Tsai Ming-liang, the Malaysian-born, Taiwan-based film director, occupies a central position within this discourse and this cinema, a position achieved through a conjuncture of ideas surrounding authorship, cinephilia, and nostalgia, which I will discuss in chapter 2. Suffice it to say here that Tsai has, over the course of his career, developed a challenging signature style, with increasingly improbable narratives and unexplained ellipses, and an austere aesthetic described in a film review as akin to watching paint dry (Lundegaard 2004).10 Tsai’s notion of cinematic authorship is of a decidedly old-fashioned kind, devoted as it is to the materiality of the celluloid film, the physicality of the theatrical space, and the sociality of going to the movies, all eloquently captured in his film Goodbye, Dragon Inn. By consciously drawing on the legacy of the French New Wave—in particular an affinity to François Truffaut, whose films are incorporated into Tsai’s diegesis—Tsai mobilizes the discourse and culture of cinephilia to good effect for the international reception of his films. Tsai is, in the true sense of the term, an international auteur and arguably the brightest beacon for a cinema of slowness.

To unpack the workings of cinematic slowness I will examine elements of sight and sound within Tsai’s films, positing stillness (chapter 3) and silence (chapter 4) as the two defining features of slowness. By “stillness” I refer to the use of a static rather than mobile camera and of long takes for shots that typically comprise stillness of diegetic action (i.e., very little happening). By “silence” I mean a concomitant privileging of silence and abstenance of sonic elements usually heard on film, such as diegetic and non-diegetic music, dialogue, and voiceover. These are, of course, only general rules, and Tsai is adept at constructing a cinema of slowness precisely by breaking these rules. The ending of Vive l’amour includes a tracking shot of the female protagonist walking in a park that lasts two minutes and eight seconds. The sense of slowness is accentuated by sounds of her high-heeled footsteps, functioning like clockwork on the hard surface of the pavement, yet the mobility of the tracking shot does not seem to hasten our perception of speed.

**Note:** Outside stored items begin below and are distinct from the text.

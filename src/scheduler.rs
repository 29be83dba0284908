//! Cancellable delayed tasks.
//!
//! The controller names each task with a [`TimerToken`] and asks a
//! [`Scheduler`] to hand the token back after a delay. Whoever owns the
//! controller routes due tokens into `SidebarController::on_timer`.

#[cfg(test)]
#[path = "scheduler_test.rs"]
mod scheduler_test;

/// Identifies one scheduled task.
#[derive(Debug, Clone, Copy, PartialEq, Eq, Hash, PartialOrd, Ord)]
pub struct TimerToken(u64);

impl TimerToken {
    #[must_use]
    pub fn new(raw: u64) -> Self {
        Self(raw)
    }

    #[must_use]
    pub fn get(self) -> u64 {
        self.0
    }
}

pub trait Scheduler {
    /// Deliver `token` back to the controller after `delay_ms`.
    fn schedule(&mut self, token: TimerToken, delay_ms: u32);

    /// Drop a pending task. Unknown or already-fired tokens are ignored.
    fn cancel(&mut self, token: TimerToken);
}

/// Scheduler driven by an explicit clock.
///
/// Nothing fires on its own; [`ManualScheduler::advance`] moves time forward
/// and returns the tokens that came due, in due order.
#[derive(Debug, Default)]
pub struct ManualScheduler {
    now_ms: u64,
    pending: Vec<(u64, TimerToken)>,
}

impl ManualScheduler {
    #[must_use]
    pub fn new() -> Self {
        Self::default()
    }

    #[must_use]
    pub fn now_ms(&self) -> u64 {
        self.now_ms
    }

    #[must_use]
    pub fn pending_count(&self) -> usize {
        self.pending.len()
    }

    #[must_use]
    pub fn is_pending(&self, token: TimerToken) -> bool {
        self.pending.iter().any(|(_, t)| *t == token)
    }

    /// Advance the clock by `ms` and drain every task now due.
    pub fn advance(&mut self, ms: u64) -> Vec<TimerToken> {
        self.now_ms = self.now_ms.saturating_add(ms);
        let now = self.now_ms;
        let mut due: Vec<(u64, TimerToken)> = Vec::new();
        self.pending.retain(|&(at, token)| {
            if at <= now {
                due.push((at, token));
                false
            } else {
                true
            }
        });
        // Stable sort keeps schedule order among tasks due at the same instant.
        due.sort_by_key(|&(at, _)| at);
        due.into_iter().map(|(_, token)| token).collect()
    }
}

impl Scheduler for ManualScheduler {
    fn schedule(&mut self, token: TimerToken, delay_ms: u32) {
        let at = self.now_ms.saturating_add(u64::from(delay_ms));
        self.pending.push((at, token));
    }

    fn cancel(&mut self, token: TimerToken) {
        self.pending.retain(|(_, t)| *t != token);
    }
}
//! Error taxonomy for the sidebar.
//!
//! None of these reach the user. The controller logs them and disables the
//! affected feature; only configuration errors surface to the host, and the
//! browser entry point falls back to defaults even then.

use crate::ui::Role;

#[cfg(test)]
#[path = "error_test.rs"]
mod error_test;

/// Every way a sidebar operation can fail.
#[derive(Debug, thiserror::Error)]
pub enum SidebarError {
    /// An element the feature depends on is not in the document.
    #[error("no element found for role {0}")]
    MissingElement(Role),
    /// Navigation was requested to a submenu that does not exist.
    #[error("submenu '{0}' is not registered")]
    UnregisteredSubmenu(String),
    /// The persistence backend could not be read or written.
    #[error("theme storage unavailable: {0}")]
    PersistenceUnavailable(String),
    /// Configuration JSON could not be parsed.
    #[error("failed to parse sidebar config: {0}")]
    ConfigParse(#[from] serde_json::Error),
    /// Configuration parsed but holds an unusable value.
    #[error("invalid sidebar config: {0}")]
    InvalidConfig(String),
    /// A DOM call returned an exception.
    #[error("dom operation failed: {0}")]
    Dom(String),
}

/// Result alias for fallible sidebar operations.
pub type SidebarResult<T> = Result<T, SidebarError>;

Later, she sits on a bench and cries for almost six minutes. This time, the static long take holds the audience hostage in a diegetic world of inconsolable sobbing, listening to these uncomfortable sounds among strangers in the darkness of a cinematic auditorium. It is during moments like these that one feels Tsai’s films are very slow indeed.

This book seeks, therefore, to address the question of cinematic slowness via a very specific path that is Tsai Ming-liang and to analyze Tsai’s films through a very particular lens of cinematic slowness. It is not a comprehensive account of the films and directors who are generally identified with a cinema of slowness, though this body of work will be drawn into the discussion where appropriate. It is also not a conventional book of auteur studies and makes no attempt at covering all of Tsai’s films in a chronological or thematic fashion. What it examines is the overlapping area between Tsai Ming-liang and a cinema of slowness. I can only hope that readers who are more interested in either of the two components that make up this book will, instead of wanting more of

each, find the relationship that ties the two—represented by the conjunction “and”—a productive one in illuminating both the fascinating films of Tsai Ming-liang and the perplexing notion that is a cinema of slowness.